---------- Study material ----------

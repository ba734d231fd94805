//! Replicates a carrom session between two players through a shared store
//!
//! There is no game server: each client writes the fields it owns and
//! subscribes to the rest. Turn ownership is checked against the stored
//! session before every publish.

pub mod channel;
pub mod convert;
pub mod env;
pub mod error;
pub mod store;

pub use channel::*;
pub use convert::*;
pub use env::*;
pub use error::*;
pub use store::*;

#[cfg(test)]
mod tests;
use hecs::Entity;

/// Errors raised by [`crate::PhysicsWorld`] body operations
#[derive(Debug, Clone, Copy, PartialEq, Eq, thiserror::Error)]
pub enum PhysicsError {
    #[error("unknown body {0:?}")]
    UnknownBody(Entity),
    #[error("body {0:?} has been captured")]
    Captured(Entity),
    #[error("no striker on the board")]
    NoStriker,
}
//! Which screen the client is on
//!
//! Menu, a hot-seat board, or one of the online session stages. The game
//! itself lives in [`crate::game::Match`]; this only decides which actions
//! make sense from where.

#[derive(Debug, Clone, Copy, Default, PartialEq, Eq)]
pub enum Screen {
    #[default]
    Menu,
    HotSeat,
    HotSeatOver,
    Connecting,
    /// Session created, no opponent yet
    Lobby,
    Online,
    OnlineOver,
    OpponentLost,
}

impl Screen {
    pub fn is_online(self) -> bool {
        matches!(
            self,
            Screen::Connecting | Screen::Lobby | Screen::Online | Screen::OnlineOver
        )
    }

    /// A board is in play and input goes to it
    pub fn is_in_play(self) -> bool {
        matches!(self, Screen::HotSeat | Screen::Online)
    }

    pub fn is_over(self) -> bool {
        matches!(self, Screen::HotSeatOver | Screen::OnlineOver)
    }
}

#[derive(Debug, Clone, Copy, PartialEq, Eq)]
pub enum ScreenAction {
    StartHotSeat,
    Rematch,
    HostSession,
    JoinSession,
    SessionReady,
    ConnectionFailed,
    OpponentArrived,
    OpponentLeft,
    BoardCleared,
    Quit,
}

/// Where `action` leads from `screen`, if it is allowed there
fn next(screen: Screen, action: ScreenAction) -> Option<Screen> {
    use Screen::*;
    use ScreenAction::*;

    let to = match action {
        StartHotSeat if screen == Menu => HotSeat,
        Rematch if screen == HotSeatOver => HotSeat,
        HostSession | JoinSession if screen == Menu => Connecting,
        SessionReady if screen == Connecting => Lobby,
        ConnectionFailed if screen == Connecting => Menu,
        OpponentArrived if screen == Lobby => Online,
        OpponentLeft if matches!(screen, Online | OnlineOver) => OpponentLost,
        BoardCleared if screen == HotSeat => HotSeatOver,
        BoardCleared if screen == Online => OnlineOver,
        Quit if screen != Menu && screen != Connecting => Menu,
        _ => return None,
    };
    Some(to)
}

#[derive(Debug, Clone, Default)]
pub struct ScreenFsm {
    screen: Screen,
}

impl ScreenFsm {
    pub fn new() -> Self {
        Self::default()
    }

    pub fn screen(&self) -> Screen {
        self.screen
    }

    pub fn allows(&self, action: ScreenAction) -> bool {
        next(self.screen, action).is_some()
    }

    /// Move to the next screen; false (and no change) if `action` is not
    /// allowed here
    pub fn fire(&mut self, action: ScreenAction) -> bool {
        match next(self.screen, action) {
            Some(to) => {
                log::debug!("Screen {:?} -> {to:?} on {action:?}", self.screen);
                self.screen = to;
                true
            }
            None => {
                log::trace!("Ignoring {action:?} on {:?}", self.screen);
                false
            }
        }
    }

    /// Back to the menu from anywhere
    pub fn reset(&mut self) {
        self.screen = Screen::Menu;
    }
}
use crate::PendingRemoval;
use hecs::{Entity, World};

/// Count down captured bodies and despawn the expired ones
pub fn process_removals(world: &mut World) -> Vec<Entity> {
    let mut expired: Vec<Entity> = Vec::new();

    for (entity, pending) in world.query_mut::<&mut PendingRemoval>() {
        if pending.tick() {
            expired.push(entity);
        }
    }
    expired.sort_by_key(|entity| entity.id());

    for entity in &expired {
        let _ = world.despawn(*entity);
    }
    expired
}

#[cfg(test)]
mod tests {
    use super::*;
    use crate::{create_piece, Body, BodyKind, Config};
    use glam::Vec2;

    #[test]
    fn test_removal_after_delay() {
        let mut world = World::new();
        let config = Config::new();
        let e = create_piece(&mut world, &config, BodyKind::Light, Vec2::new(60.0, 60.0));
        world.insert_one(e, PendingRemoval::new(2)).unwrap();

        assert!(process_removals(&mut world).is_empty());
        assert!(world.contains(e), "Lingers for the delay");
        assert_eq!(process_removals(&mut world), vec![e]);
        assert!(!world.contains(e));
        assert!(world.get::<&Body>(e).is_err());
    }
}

----------

Please write the entries out again exactly as they stand.

repository ba734d231fd94805
//! Replicates a carrom session between two players through a shared store
//!
//! There is no game server: each client writes the fields it owns and
//! subscribes to the rest. Turn ownership is checked against the stored
//! session before every publish.

pub mod channel;
pub mod convert;
pub mod env;
pub mod error;
pub mod store;

pub use channel::*;
pub use convert::*;
pub use env::*;
pub use error::*;
pub use store::*;

#[cfg(test)]
mod tests;
use hecs::Entity;

/// Errors raised by [`crate::PhysicsWorld`] body operations
#[derive(Debug, Clone, Copy, PartialEq, Eq, thiserror::Error)]
pub enum PhysicsError {
    #[error("unknown body {0:?}")]
    UnknownBody(Entity),
    #[error("body {0:?} has been captured")]
    Captured(Entity),
    #[error("no striker on the board")]
    NoStriker,
}
//! Which screen the client is on
//!
//! Menu, a hot-seat board, or one of the online session stages. The game
//! itself lives in [`crate::game::Match`]; this only decides which actions
//! make sense from where.

#[derive(Debug, Clone, Copy, Default, PartialEq, Eq)]
pub enum Screen {
    #[default]
    Menu,
    HotSeat,
    HotSeatOver,
    Connecting,
    /// Session created, no opponent yet
    Lobby,
    Online,
    OnlineOver,
    OpponentLost,
}

impl Screen {
    pub fn is_online(self) -> bool {
        matches!(
            self,
            Screen::Connecting | Screen::Lobby | Screen::Online | Screen::OnlineOver
        )
    }

    /// A board is in play and input goes to it
    pub fn is_in_play(self) -> bool {
        matches!(self, Screen::HotSeat | Screen::Online)
    }

    pub fn is_over(self) -> bool {
        matches!(self, Screen::HotSeatOver | Screen::OnlineOver)
    }
}

#[derive(Debug, Clone, Copy, PartialEq, Eq)]
pub enum ScreenAction {
    StartHotSeat,
    Rematch,
    HostSession,
    JoinSession,
    SessionReady,
    ConnectionFailed,
    OpponentArrived,
    OpponentLeft,
    BoardCleared,
    Quit,
}

/// Where `action` leads from `screen`, if it is allowed there
fn next(screen: Screen, action: ScreenAction) -> Option<Screen> {
    use Screen::*;
    use ScreenAction::*;

    let to = match action {
        StartHotSeat if screen == Menu => HotSeat,
        Rematch if screen == HotSeatOver => HotSeat,
        HostSession | JoinSession if screen == Menu => Connecting,
        SessionReady if screen == Connecting => Lobby,
        ConnectionFailed if screen == Connecting => Menu,
        OpponentArrived if screen == Lobby => Online,
        OpponentLeft if matches!(screen, Online | OnlineOver) => OpponentLost,
        BoardCleared if screen == HotSeat => HotSeatOver,
        BoardCleared if screen == Online => OnlineOver,
        Quit if screen != Menu && screen != Connecting => Menu,
        _ => return None,
    };
    Some(to)
}

#[derive(Debug, Clone, Default)]
pub struct ScreenFsm {
    screen: Screen,
}

impl ScreenFsm {
    pub fn new() -> Self {
        Self::default()
    }

    pub fn screen(&self) -> Screen {
        self.screen
    }

    pub fn allows(&self, action: ScreenAction) -> bool {
        next(self.screen, action).is_some()
    }

    /// Move to the next screen; false (and no change) if `action` is not
    /// allowed here
    pub fn fire(&mut self, action: ScreenAction) -> bool {
        match next(self.screen, action) {
            Some(to) => {
                log::debug!("Screen {:?} -> {to:?} on {action:?}", self.screen);
                self.screen = to;
                true
            }
            None => {
                log::trace!("Ignoring {action:?} on {:?}", self.screen);
                false
            }
        }
    }

    /// Back to the menu from anywhere
    pub fn reset(&mut self) {
        self.screen = Screen::Menu;
    }
}
use crate::PendingRemoval;
use hecs::{Entity, World};

/// Count down captured bodies and despawn the expired ones
pub fn process_removals(world: &mut World) -> Vec<Entity> {
    let mut expired: Vec<Entity> = Vec::new();

    for (entity, pending) in world.query_mut::<&mut PendingRemoval>() {
        if pending.tick() {
            expired.push(entity);
        }
    }
    expired.sort_by_key(|entity| entity.id());

    for entity in &expired {
        let _ = world.despawn(*entity);
    }
    expired
}

#[cfg(test)]
mod tests {
    use super::*;
    use crate::{create_piece, Body, BodyKind, Config};
    use glam::Vec2;

    #[test]
    fn test_removal_after_delay() {
        let mut world = World::new();
        let config = Config::new();
        let e = create_piece(&mut world, &config, BodyKind::Light, Vec2::new(60.0, 60.0));
        world.insert_one(e, PendingRemoval::new(2)).unwrap();

        assert!(process_removals(&mut world).is_empty());
        assert!(world.contains(e), "Lingers for the delay");
        assert_eq!(process_removals(&mut world), vec![e]);
        assert!(!world.contains(e));
        assert!(world.get::<&Body>(e).is_err());
    }
}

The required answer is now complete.